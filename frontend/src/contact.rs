use std::fmt;
use std::rc::Rc;

use chrono::{DateTime, SecondsFormat, Utc};
use gloo_net::http::Request;
use gloo_timers::callback::Timeout;
use serde::Serialize;
use thiserror::Error;
use web_sys::RequestMode;
use yew::Reducible;

use crate::config;

#[derive(Clone, Debug, Default, PartialEq, Eq, Serialize)]
pub struct ContactForm {
    pub name: String,
    pub email: String,
    pub phone: String,
    pub company: String,
    pub message: String,
}

#[derive(Clone, Copy, Debug, PartialEq, Eq)]
pub enum Field {
    Name,
    Email,
    Phone,
    Company,
    Message,
}

impl fmt::Display for Field {
    fn fmt(&self, f: &mut fmt::Formatter<'_>) -> fmt::Result {
        f.write_str(match self {
            Field::Name => "name",
            Field::Email => "email",
            Field::Phone => "phone",
            Field::Company => "company",
            Field::Message => "message",
        })
    }
}

#[derive(Clone, Debug, Error, PartialEq, Eq)]
pub enum FieldError {
    #[error("{0} is required")]
    Missing(Field),
    #[error("email address is not valid")]
    InvalidEmail,
}

impl FieldError {
    pub fn field(&self) -> Field {
        match self {
            FieldError::Missing(field) => *field,
            FieldError::InvalidEmail => Field::Email,
        }
    }
}

impl ContactForm {
    pub fn set(&mut self, field: Field, value: String) {
        match field {
            Field::Name => self.name = value,
            Field::Email => self.email = value,
            Field::Phone => self.phone = value,
            Field::Company => self.company = value,
            Field::Message => self.message = value,
        }
    }

    /// Name, email and phone are required; the email must look like
    /// `something@something` with no whitespace.
    pub fn validate(&self) -> Vec<FieldError> {
        let mut errors = Vec::new();
        if self.name.trim().is_empty() {
            errors.push(FieldError::Missing(Field::Name));
        }
        if self.email.trim().is_empty() {
            errors.push(FieldError::Missing(Field::Email));
        } else if !looks_like_email(&self.email) {
            errors.push(FieldError::InvalidEmail);
        }
        if self.phone.trim().is_empty() {
            errors.push(FieldError::Missing(Field::Phone));
        }
        errors
    }
}

fn looks_like_email(value: &str) -> bool {
    !value.chars().any(char::is_whitespace)
        && value
            .char_indices()
            .any(|(i, ch)| ch == '@' && i > 0 && i + 1 < value.len())
}

/// Body posted to the form endpoint.
#[derive(Debug, Serialize)]
pub struct Submission<'a> {
    #[serde(flatten)]
    pub form: &'a ContactForm,
    pub timestamp: String,
    pub source: &'static str,
}

impl<'a> Submission<'a> {
    pub fn new(form: &'a ContactForm, at: DateTime<Utc>) -> Self {
        Self {
            form,
            timestamp: at.to_rfc3339_opts(SecondsFormat::Millis, true),
            source: config::FORM_SOURCE,
        }
    }
}

#[derive(Debug, Error)]
pub enum SubmitError {
    #[error("contact request failed: {0}")]
    Request(#[from] gloo_net::Error),
}

/// Posts the form. The endpoint is opaque (`no-cors`), so the only
/// failure we can observe is the request itself not going out.
pub async fn submit(endpoint: &str, form: &ContactForm) -> Result<(), SubmitError> {
    let payload = Submission::new(form, Utc::now());
    Request::post(endpoint)
        .mode(RequestMode::NoCors)
        .json(&payload)?
        .send()
        .await?;
    Ok(())
}

#[derive(Clone, Copy, Debug, Default, PartialEq, Eq)]
pub enum SubmitStatus {
    #[default]
    Idle,
    Submitting,
    Success,
    Error,
}

#[derive(Clone, Copy, Debug, PartialEq, Eq)]
pub enum StatusEvent {
    Submit,
    Succeeded,
    Failed,
    /// The reset timer for a finished submission fired.
    Reset,
}

impl SubmitStatus {
    pub fn on(self, event: StatusEvent) -> Self {
        use StatusEvent::*;
        use SubmitStatus::*;
        match (self, event) {
            (Idle | Success | Error, Submit) => Submitting,
            (Submitting, Succeeded) => Success,
            (Submitting, Failed) => Error,
            (Success | Error, Reset) => Idle,
            (state, _) => state,
        }
    }

    /// Finished states that fall back to idle after `STATUS_RESET_MS`.
    pub fn is_terminal(self) -> bool {
        matches!(self, SubmitStatus::Success | SubmitStatus::Error)
    }
}

/// Arms the timer that returns a finished submission to idle. Nothing is
/// scheduled while idle or submitting; dropping the timer cancels the reset.
pub fn arm_reset(
    status: SubmitStatus,
    delay_ms: u32,
    dispatch: impl FnOnce(StatusEvent) + 'static,
) -> Option<Timeout> {
    status
        .is_terminal()
        .then(|| Timeout::new(delay_ms, move || dispatch(StatusEvent::Reset)))
}

impl Reducible for SubmitStatus {
    type Action = StatusEvent;

    fn reduce(self: Rc<Self>, action: StatusEvent) -> Rc<Self> {
        let next = self.on(action);
        if next == *self {
            self
        } else {
            Rc::new(next)
        }
    }
}

#[cfg(test)]
mod tests {
    use chrono::TimeZone;

    use super::*;

    fn filled() -> ContactForm {
        ContactForm {
            name: "Aziz".into(),
            email: "aziz@fleet.us".into(),
            phone: "+1 312 555 0100".into(),
            company: "".into(),
            message: "Need an IFTA quote".into(),
        }
    }

    #[test]
    fn complete_form_is_valid() {
        assert!(filled().validate().is_empty());
    }

    #[test]
    fn required_fields_are_reported() {
        let errors = ContactForm::default().validate();
        assert_eq!(
            errors,
            vec![
                FieldError::Missing(Field::Name),
                FieldError::Missing(Field::Email),
                FieldError::Missing(Field::Phone),
            ]
        );
        assert_eq!(errors[1].to_string(), "email is required");
    }

    #[test]
    fn email_shape() {
        for good in ["a@b", "first.last@example.com", "x@y@z"] {
            assert!(looks_like_email(good), "{}", good);
        }
        for bad in ["@example.com", "user@", "user", "us er@example.com", "user@exa mple.com"] {
            assert!(!looks_like_email(bad), "{}", bad);
        }
        let form = ContactForm {
            email: "not-an-email".into(),
            ..filled()
        };
        assert_eq!(form.validate(), vec![FieldError::InvalidEmail]);
        assert_eq!(form.validate()[0].field(), Field::Email);
    }

    #[test]
    fn payload_carries_form_timestamp_and_source() {
        let form = filled();
        let at = Utc.with_ymd_and_hms(2025, 3, 1, 12, 30, 0).unwrap();
        let json = serde_json::to_value(Submission::new(&form, at)).unwrap();

        assert_eq!(json["name"], "Aziz");
        assert_eq!(json["email"], "aziz@fleet.us");
        assert_eq!(json["phone"], "+1 312 555 0100");
        assert_eq!(json["company"], "");
        assert_eq!(json["message"], "Need an IFTA quote");
        assert_eq!(json["timestamp"], "2025-03-01T12:30:00.000Z");
        assert_eq!(json["source"], "Falcon Team Website");
        assert_eq!(json.as_object().unwrap().len(), 7);
    }

    #[test]
    fn successful_submission_flow() {
        let status = SubmitStatus::default();
        assert_eq!(status, SubmitStatus::Idle);
        let status = status.on(StatusEvent::Submit);
        assert_eq!(status, SubmitStatus::Submitting);
        let status = status.on(StatusEvent::Succeeded);
        assert_eq!(status, SubmitStatus::Success);
        assert!(status.is_terminal());
        assert_eq!(status.on(StatusEvent::Reset), SubmitStatus::Idle);
    }

    #[test]
    fn failed_submission_flow() {
        let status = SubmitStatus::Idle
            .on(StatusEvent::Submit)
            .on(StatusEvent::Failed);
        assert_eq!(status, SubmitStatus::Error);
        assert!(status.is_terminal());
        assert_eq!(status.on(StatusEvent::Reset), SubmitStatus::Idle);
    }

    #[test]
    fn stray_events_are_ignored() {
        assert_eq!(SubmitStatus::Submitting.on(StatusEvent::Submit), SubmitStatus::Submitting);
        assert_eq!(SubmitStatus::Submitting.on(StatusEvent::Reset), SubmitStatus::Submitting);
        assert_eq!(SubmitStatus::Idle.on(StatusEvent::Succeeded), SubmitStatus::Idle);
        assert_eq!(SubmitStatus::Idle.on(StatusEvent::Reset), SubmitStatus::Idle);
        assert!(!SubmitStatus::Idle.is_terminal());
        assert!(!SubmitStatus::Submitting.is_terminal());
    }

    #[test]
    fn no_reset_is_armed_before_a_result() {
        for status in [SubmitStatus::Idle, SubmitStatus::Submitting] {
            assert!(arm_reset(status, config::STATUS_RESET_MS, |_| panic!("no reset expected")).is_none());
        }
    }

    #[test]
    fn reducer_applies_events() {
        let status = Rc::new(SubmitStatus::Idle);
        let status = status.reduce(StatusEvent::Submit);
        assert_eq!(*status, SubmitStatus::Submitting);
        let status = status.reduce(StatusEvent::Failed);
        assert_eq!(*status, SubmitStatus::Error);
    }
}

#[cfg(all(test, target_arch = "wasm32"))]
mod browser_tests {
    use std::cell::Cell;

    use gloo_timers::future::TimeoutFuture;
    use wasm_bindgen_test::*;

    use super::*;

    wasm_bindgen_test_configure!(run_in_browser);

    fn armed(status: SubmitStatus) -> (Rc<Cell<SubmitStatus>>, Option<Timeout>) {
        let state = Rc::new(Cell::new(status));
        let target = state.clone();
        let timer = arm_reset(status, 10, move |event| target.set(target.get().on(event)));
        (state, timer)
    }

    #[wasm_bindgen_test]
    async fn finished_submissions_fall_back_to_idle() {
        for status in [SubmitStatus::Success, SubmitStatus::Error] {
            let (state, timer) = armed(status);
            assert!(timer.is_some());
            assert_eq!(state.get(), status);
            TimeoutFuture::new(50).await;
            assert_eq!(state.get(), SubmitStatus::Idle);
        }
    }

    #[wasm_bindgen_test]
    async fn dropped_timer_keeps_the_result() {
        let (state, timer) = armed(SubmitStatus::Success);
        drop(timer);
        TimeoutFuture::new(50).await;
        assert_eq!(state.get(), SubmitStatus::Success);
    }
}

++++++++

# AIM OF THE EXERCISE:
Take from the listing above each line in which the string "TimeoutFuture" is found.

# WRITTEN SOLUTION:
    use gloo_timers::future::TimeoutFuture;
            TimeoutFuture::new(50).await;
        TimeoutFuture::new(50).await;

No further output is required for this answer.